- _Problem to work on_:
Copy out each line below in which the string "const" appears.

-- Record extracts follows --

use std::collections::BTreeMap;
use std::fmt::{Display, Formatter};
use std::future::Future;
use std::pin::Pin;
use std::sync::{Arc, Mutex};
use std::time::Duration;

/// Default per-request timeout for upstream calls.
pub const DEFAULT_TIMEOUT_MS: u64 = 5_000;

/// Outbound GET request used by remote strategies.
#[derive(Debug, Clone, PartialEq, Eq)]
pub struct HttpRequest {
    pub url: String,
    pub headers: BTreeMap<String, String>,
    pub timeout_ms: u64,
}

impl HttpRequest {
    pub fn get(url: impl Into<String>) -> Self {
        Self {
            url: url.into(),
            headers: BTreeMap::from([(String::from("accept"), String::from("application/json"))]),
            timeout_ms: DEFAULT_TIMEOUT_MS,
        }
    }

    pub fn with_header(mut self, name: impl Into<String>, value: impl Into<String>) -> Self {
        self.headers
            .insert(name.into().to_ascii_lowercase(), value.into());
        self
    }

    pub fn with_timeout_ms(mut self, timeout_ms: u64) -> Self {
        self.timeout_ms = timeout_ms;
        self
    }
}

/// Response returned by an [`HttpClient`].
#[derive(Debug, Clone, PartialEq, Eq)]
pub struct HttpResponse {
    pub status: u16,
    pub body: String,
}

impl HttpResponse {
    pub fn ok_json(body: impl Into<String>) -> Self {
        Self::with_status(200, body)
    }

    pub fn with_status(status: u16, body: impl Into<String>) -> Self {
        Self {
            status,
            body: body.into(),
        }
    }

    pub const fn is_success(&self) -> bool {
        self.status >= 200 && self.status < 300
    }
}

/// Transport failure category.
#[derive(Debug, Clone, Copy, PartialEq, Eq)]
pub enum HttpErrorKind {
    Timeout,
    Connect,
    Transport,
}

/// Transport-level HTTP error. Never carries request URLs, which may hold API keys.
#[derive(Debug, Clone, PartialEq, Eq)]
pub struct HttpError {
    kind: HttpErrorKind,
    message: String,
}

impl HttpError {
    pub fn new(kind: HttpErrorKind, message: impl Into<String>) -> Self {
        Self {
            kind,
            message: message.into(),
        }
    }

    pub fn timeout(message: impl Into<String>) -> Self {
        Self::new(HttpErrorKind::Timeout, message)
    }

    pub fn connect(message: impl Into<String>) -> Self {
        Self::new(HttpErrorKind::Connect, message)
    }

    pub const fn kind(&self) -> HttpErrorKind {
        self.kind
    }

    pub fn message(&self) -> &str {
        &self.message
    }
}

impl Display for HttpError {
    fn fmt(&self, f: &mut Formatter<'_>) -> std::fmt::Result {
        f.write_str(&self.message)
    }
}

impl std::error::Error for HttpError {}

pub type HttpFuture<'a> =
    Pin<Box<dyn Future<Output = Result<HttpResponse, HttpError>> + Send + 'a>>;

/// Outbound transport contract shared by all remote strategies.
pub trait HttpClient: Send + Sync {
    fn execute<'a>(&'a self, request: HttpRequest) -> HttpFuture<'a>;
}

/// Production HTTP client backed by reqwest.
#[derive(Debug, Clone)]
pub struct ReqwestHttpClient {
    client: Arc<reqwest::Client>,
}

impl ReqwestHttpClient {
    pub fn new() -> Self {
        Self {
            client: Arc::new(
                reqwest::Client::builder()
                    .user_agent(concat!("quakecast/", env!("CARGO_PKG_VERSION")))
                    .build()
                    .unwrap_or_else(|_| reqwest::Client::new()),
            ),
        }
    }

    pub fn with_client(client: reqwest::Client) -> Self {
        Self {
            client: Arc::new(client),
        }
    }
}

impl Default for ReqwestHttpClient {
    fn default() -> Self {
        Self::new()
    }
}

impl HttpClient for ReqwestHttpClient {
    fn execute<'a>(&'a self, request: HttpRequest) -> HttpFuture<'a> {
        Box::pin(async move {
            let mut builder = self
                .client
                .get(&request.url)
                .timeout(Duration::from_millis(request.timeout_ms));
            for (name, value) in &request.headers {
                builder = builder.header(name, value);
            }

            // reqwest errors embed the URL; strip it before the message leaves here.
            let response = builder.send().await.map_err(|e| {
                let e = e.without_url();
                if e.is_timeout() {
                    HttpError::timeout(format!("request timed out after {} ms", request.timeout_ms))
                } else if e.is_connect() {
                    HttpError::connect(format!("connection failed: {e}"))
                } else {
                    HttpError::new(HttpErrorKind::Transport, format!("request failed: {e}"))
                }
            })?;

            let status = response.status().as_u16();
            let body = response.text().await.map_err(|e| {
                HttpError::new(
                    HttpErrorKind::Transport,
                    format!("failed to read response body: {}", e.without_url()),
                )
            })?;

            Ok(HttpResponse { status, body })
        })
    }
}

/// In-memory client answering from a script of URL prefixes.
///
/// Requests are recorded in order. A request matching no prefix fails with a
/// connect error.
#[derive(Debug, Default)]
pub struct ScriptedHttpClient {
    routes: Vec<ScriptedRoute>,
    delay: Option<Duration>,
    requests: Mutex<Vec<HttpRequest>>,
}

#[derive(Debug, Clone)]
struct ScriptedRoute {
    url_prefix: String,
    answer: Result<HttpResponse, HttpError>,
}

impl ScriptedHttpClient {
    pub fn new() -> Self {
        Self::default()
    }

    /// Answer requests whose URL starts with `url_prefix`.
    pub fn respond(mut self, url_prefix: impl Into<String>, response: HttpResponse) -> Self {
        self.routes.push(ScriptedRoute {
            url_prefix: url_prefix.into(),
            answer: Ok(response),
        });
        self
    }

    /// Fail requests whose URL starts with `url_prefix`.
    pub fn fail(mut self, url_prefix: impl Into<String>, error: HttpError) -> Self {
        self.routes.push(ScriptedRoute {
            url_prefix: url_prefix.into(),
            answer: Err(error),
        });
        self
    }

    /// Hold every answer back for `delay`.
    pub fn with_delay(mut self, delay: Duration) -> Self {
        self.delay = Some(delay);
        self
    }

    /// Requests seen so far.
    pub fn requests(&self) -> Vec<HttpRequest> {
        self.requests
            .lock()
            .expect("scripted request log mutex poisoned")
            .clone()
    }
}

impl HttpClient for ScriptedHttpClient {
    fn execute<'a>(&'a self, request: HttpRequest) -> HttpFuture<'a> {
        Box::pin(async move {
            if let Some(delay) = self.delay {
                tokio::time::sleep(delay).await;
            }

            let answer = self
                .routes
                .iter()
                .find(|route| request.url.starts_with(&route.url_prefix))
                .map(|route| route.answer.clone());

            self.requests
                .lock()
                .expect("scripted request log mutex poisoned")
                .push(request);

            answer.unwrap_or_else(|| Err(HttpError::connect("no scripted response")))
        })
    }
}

-- Record extracts concluded --

- _Solution for this exercise_:
pub const DEFAULT_TIMEOUT_MS: u64 = 5_000;
    pub const fn is_success(&self) -> bool {
    pub const fn kind(&self) -> HttpErrorKind {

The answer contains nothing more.